Miejsce : Park, Tworków.






























Sukienka - CoolCat
Buty - CCC
Żakiet - no name
Torebka - Barbara
Bransoletka - Etos




I  jak wam się podoba strój dnia?
Czekam na komentarze, ciao:*

piątek, 16 września 2011

Makijaż w odcieniach różu i czerni ;)



Cześć dziewczynki!  ;* Nareszcie weekend :D o jak się cieszę.Jak to od rana miałam lekkiego doła, tak gdy o 13.05 usłyszałam dźwięk dzwonka uśmiech pojawił mi się na twarzy w kilka sekund ;) Wieczorem jedę z M i chłopakami na miasto ;) Miał być koncert PIHA , ale chyba nie wypali:( I tak będzie okej, zawsze jest :D

Tymczasem mam dla was kolejny makijaż, tym razem specjalnie dla Inesowej , ponieważ w sobotę idzie na wesele, a będzie miała sukienkę w kolorach różowo-czarnych , więc ja też w podobnych odcieniach przygotowałam kolor makijażu :) Jest mi niezmiernie miło, że prosicie mnie o recenzje, opinie a teraz i o makijaże. Oby więcej takich próśb ! ;)) No więc.. zaczynamy .

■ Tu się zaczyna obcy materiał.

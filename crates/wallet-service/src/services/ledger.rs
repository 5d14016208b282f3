//! Ledger service
//!
//! Balance reads, privileged credits and audit reads over the transaction
//! log.

use rust_decimal::Decimal;
use tracing::{info, instrument};

use wallet_core::error::DomainError;
use wallet_core::value_objects::{Amount, PaymentMethod, Username};

use crate::dto::{
    BalanceResponse, CreditRequest, CreditResponse, ReconciliationResponse, TransactionResponse,
};

use super::context::ServiceContext;
use super::error::ServiceResult;

/// Authorizer recorded when a credit names none
pub const DEFAULT_AUTHORIZER: &str = "admin";

/// Rows returned by a history read when no limit is given
pub const DEFAULT_HISTORY_LIMIT: i64 = 50;

/// Upper bound on rows returned by a history read
pub const MAX_HISTORY_LIMIT: i64 = 100;

/// Ledger service
pub struct LedgerService<'a> {
    ctx: &'a ServiceContext,
}

impl<'a> LedgerService<'a> {
    /// Create a new LedgerService
    pub fn new(ctx: &'a ServiceContext) -> Self {
        Self { ctx }
    }

    /// Credit a user's balance and log the credit as one unit
    ///
    /// Inputs are validated before storage is touched, so a rejected amount
    /// leaves no trace.
    #[instrument(skip(self, request), fields(username = %request.username.trim(), amount = %request.amount))]
    pub async fn credit(&self, request: CreditRequest) -> ServiceResult<CreditResponse> {
        let username = Username::parse(&request.username)?;
        let amount = Amount::new(request.amount)?;
        let method = PaymentMethod::parse_or_default(request.method.as_deref())?;
        let authorizer = request
            .admin
            .as_deref()
            .map(str::trim)
            .filter(|a| !a.is_empty())
            .unwrap_or(DEFAULT_AUTHORIZER);

        let receipt = self
            .ctx
            .ledger_repo()
            .credit(username.as_str(), amount, &method, authorizer)
            .await?;

        info!(
            transaction_id = receipt.transaction.id,
            new_balance = %receipt.new_balance,
            method = %method,
            authorizer,
            "Balance credited"
        );

        Ok(receipt.into())
    }

    /// Current balance; an unknown user reads as zero
    #[instrument(skip(self))]
    pub async fn get_balance(&self, username: &str) -> ServiceResult<BalanceResponse> {
        let balance = self
            .ctx
            .ledger_repo()
            .balance(username)
            .await?
            .unwrap_or(Decimal::ZERO);

        Ok(BalanceResponse {
            username: username.to_string(),
            balance,
        })
    }

    /// Most recent transactions, newest first
    #[instrument(skip(self))]
    pub async fn history(
        &self,
        username: &str,
        limit: Option<i64>,
    ) -> ServiceResult<Vec<TransactionResponse>> {
        let limit = limit
            .unwrap_or(DEFAULT_HISTORY_LIMIT)
            .clamp(1, MAX_HISTORY_LIMIT);

        let rows = self
            .ctx
            .ledger_repo()
            .find_by_username(username, limit)
            .await?;

        Ok(rows.into_iter().map(TransactionResponse::from).collect())
    }

    /// Compare a user's balance with the sum of their credited rows
    #[instrument(skip(self))]
    pub async fn reconcile(&self, username: &str) -> ServiceResult<ReconciliationResponse> {
        let username = Username::parse(username)?;
        let reconciliation = self
            .ctx
            .ledger_repo()
            .reconcile(username.as_str())
            .await?
            .ok_or_else(|| DomainError::UserNotFound(username.into_inner()))?;

        if !reconciliation.is_consistent() {
            tracing::error!(
                username = %reconciliation.username,
                balance = %reconciliation.balance,
                credited_total = %reconciliation.credited_total,
                "Balance does not match credited transactions"
            );
        }

        Ok(reconciliation.into())
    }
}
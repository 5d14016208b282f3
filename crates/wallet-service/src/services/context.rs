//! Service context - dependency container for services
//!
//! Holds the repositories, the pending intent store, the notifier and the
//! session issuer. Storage backends are trait objects so the same services
//! run over PostgreSQL/Redis in production and in-memory stores in tests.

use std::sync::Arc;
use std::time::Duration;

use wallet_common::SessionIssuer;
use wallet_core::traits::{LedgerRepository, Notifier, PendingIntentStore, UserRepository};

use super::error::{ServiceError, ServiceResult};

/// Default upper bound on a single notification attempt
pub const DEFAULT_NOTIFY_TIMEOUT: Duration = Duration::from_secs(10);

/// Service context containing all dependencies
#[derive(Clone)]
pub struct ServiceContext {
    // Repositories
    user_repo: Arc<dyn UserRepository>,
    ledger_repo: Arc<dyn LedgerRepository>,

    // Ephemeral state
    intent_store: Arc<dyn PendingIntentStore>,

    // Outbound
    notifier: Arc<dyn Notifier>,
    notify_timeout: Duration,

    // Sessions
    session_issuer: Arc<SessionIssuer>,
}

impl ServiceContext {
    /// Create a new service context with all dependencies
    pub fn new(
        user_repo: Arc<dyn UserRepository>,
        ledger_repo: Arc<dyn LedgerRepository>,
        intent_store: Arc<dyn PendingIntentStore>,
        notifier: Arc<dyn Notifier>,
        session_issuer: Arc<SessionIssuer>,
    ) -> Self {
        Self {
            user_repo,
            ledger_repo,
            intent_store,
            notifier,
            notify_timeout: DEFAULT_NOTIFY_TIMEOUT,
            session_issuer,
        }
    }

    /// Override the notification timeout
    #[must_use]
    pub fn with_notify_timeout(mut self, timeout: Duration) -> Self {
        self.notify_timeout = timeout;
        self
    }

    /// Get the user repository
    pub fn user_repo(&self) -> &dyn UserRepository {
        self.user_repo.as_ref()
    }

    /// Get the ledger repository
    pub fn ledger_repo(&self) -> &dyn LedgerRepository {
        self.ledger_repo.as_ref()
    }

    /// Get the pending intent store
    pub fn intent_store(&self) -> &dyn PendingIntentStore {
        self.intent_store.as_ref()
    }

    /// Get the chat notifier
    pub fn notifier(&self) -> &dyn Notifier {
        self.notifier.as_ref()
    }

    /// Upper bound on a single notification attempt
    pub fn notify_timeout(&self) -> Duration {
        self.notify_timeout
    }

    /// Get the session issuer
    pub fn session_issuer(&self) -> &SessionIssuer {
        self.session_issuer.as_ref()
    }
}

impl std::fmt::Debug for ServiceContext {
    fn fmt(&self, f: &mut std::fmt::Formatter<'_>) -> std::fmt::Result {
        f.debug_struct("ServiceContext")
            .field("repositories", &"...")
            .field("notify_timeout", &self.notify_timeout)
            .field("session_issuer", &self.session_issuer)
            .finish()
    }
}

/// Builder for creating ServiceContext with custom configuration
#[derive(Default)]
pub struct ServiceContextBuilder {
    user_repo: Option<Arc<dyn UserRepository>>,
    ledger_repo: Option<Arc<dyn LedgerRepository>>,
    intent_store: Option<Arc<dyn PendingIntentStore>>,
    notifier: Option<Arc<dyn Notifier>>,
    notify_timeout: Option<Duration>,
    session_issuer: Option<Arc<SessionIssuer>>,
}

impl ServiceContextBuilder {
    pub fn new() -> Self {
        Self::default()
    }

    pub fn user_repo(mut self, repo: Arc<dyn UserRepository>) -> Self {
        self.user_repo = Some(repo);
        self
    }

    pub fn ledger_repo(mut self, repo: Arc<dyn LedgerRepository>) -> Self {
        self.ledger_repo = Some(repo);
        self
    }

    pub fn intent_store(mut self, store: Arc<dyn PendingIntentStore>) -> Self {
        self.intent_store = Some(store);
        self
    }

    pub fn notifier(mut self, notifier: Arc<dyn Notifier>) -> Self {
        self.notifier = Some(notifier);
        self
    }

    pub fn notify_timeout(mut self, timeout: Duration) -> Self {
        self.notify_timeout = Some(timeout);
        self
    }

    pub fn session_issuer(mut self, issuer: Arc<SessionIssuer>) -> Self {
        self.session_issuer = Some(issuer);
        self
    }

    /// Build the ServiceContext
    ///
    /// # Errors
    /// Returns `ServiceError::Validation` if any required dependency is missing
    pub fn build(self) -> ServiceResult<ServiceContext> {
        let ctx = ServiceContext::new(
            self.user_repo
                .ok_or_else(|| ServiceError::validation("user_repo is required"))?,
            self.ledger_repo
                .ok_or_else(|| ServiceError::validation("ledger_repo is required"))?,
            self.intent_store
                .ok_or_else(|| ServiceError::validation("intent_store is required"))?,
            self.notifier
                .ok_or_else(|| ServiceError::validation("notifier is required"))?,
            self.session_issuer
                .ok_or_else(|| ServiceError::validation("session_issuer is required"))?,
        );
        Ok(match self.notify_timeout {
            Some(timeout) => ctx.with_notify_timeout(timeout),
            None => ctx,
        })
    }
}
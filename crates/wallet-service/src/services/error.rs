//! Service layer error types
//!
//! Provides a unified error type for all service operations.

use std::fmt;
use wallet_common::AppError;
use wallet_core::DomainError;

/// Service layer error type
#[derive(Debug)]
pub enum ServiceError {
    /// Domain rule violation or repository failure
    Domain(DomainError),

    /// Application error (auth, validation, etc.)
    App(AppError),

    /// Validation error
    Validation(String),
}

impl fmt::Display for ServiceError {
    fn fmt(&self, f: &mut fmt::Formatter<'_>) -> fmt::Result {
        match self {
            Self::Domain(e) => write!(f, "{e}"),
            Self::App(e) => write!(f, "{e}"),
            Self::Validation(msg) => write!(f, "Validation error: {msg}"),
        }
    }
}

impl std::error::Error for ServiceError {
    fn source(&self) -> Option<&(dyn std::error::Error + 'static)> {
        match self {
            Self::Domain(e) => Some(e),
            Self::App(e) => Some(e),
            Self::Validation(_) => None,
        }
    }
}

impl ServiceError {
    /// Create a validation error
    pub fn validation(msg: impl Into<String>) -> Self {
        Self::Validation(msg.into())
    }

    /// Get the HTTP status code for this error
    pub fn status_code(&self) -> u16 {
        match self {
            Self::Domain(e) => e.status_code(),
            Self::App(e) => e.status_code(),
            Self::Validation(_) => 400,
        }
    }

    /// Get the error code for API responses
    pub fn error_code(&self) -> &str {
        match self {
            Self::Domain(e) => e.code(),
            Self::App(e) => e.error_code(),
            Self::Validation(_) => "VALIDATION_ERROR",
        }
    }
}

impl From<DomainError> for ServiceError {
    fn from(err: DomainError) -> Self {
        Self::Domain(err)
    }
}

impl From<AppError> for ServiceError {
    fn from(err: AppError) -> Self {
        match err {
            // Keep domain failures on one path so callers can match them directly
            AppError::Domain(e) => Self::Domain(e),
            other => Self::App(other),
        }
    }
}

impl From<ServiceError> for AppError {
    fn from(err: ServiceError) -> Self {
        match err {
            ServiceError::Domain(e) => AppError::Domain(e),
            ServiceError::App(e) => e,
            ServiceError::Validation(msg) => AppError::Validation(msg),
        }
    }
}

/// Result type for service operations
pub type ServiceResult<T> = Result<T, ServiceError>;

1) Na wewnętrzny kącik oka, pod łuk brwiowy oraz dolną linię rzęs nakładam bardzo jasny cień o kolorze pudrowym .



2) na załamanie powieki, jej środek oraz dolną linię rzęs użyłam delikatnego, lecz "stanowczego" , różowego cienia




3) na zewnętrzny kącik oka oraz dolną linię rzęs użyłam metalicznego, szarego cienia z odrobiną brokatu




4) Aby podkreślić wielkość oka oraz nadać mu optycznego powiększenia, przy linii rzęs oraz na końcu zewnętrznego kącika oka użyłam czarnego cienia rimmel




Po użyciu tych 4. cieni powieka wygląda tak:


5) Aby nadać głębię spojrzeniu użyłam czarnego eyelinera z miss sporty

6) Na sam koniec rzęsy wytuszowałam maskarą rimmel

EFEKT KOŃCOWY: 









Makijaż jest idealny na wieczór, imprezę czy właśnie wesele ;) 

Jeżeli nie chcecie tak mocnego efektu to zamiast czerni na kąciku oka użyjcie fioletu albo ciemniejszego różu:)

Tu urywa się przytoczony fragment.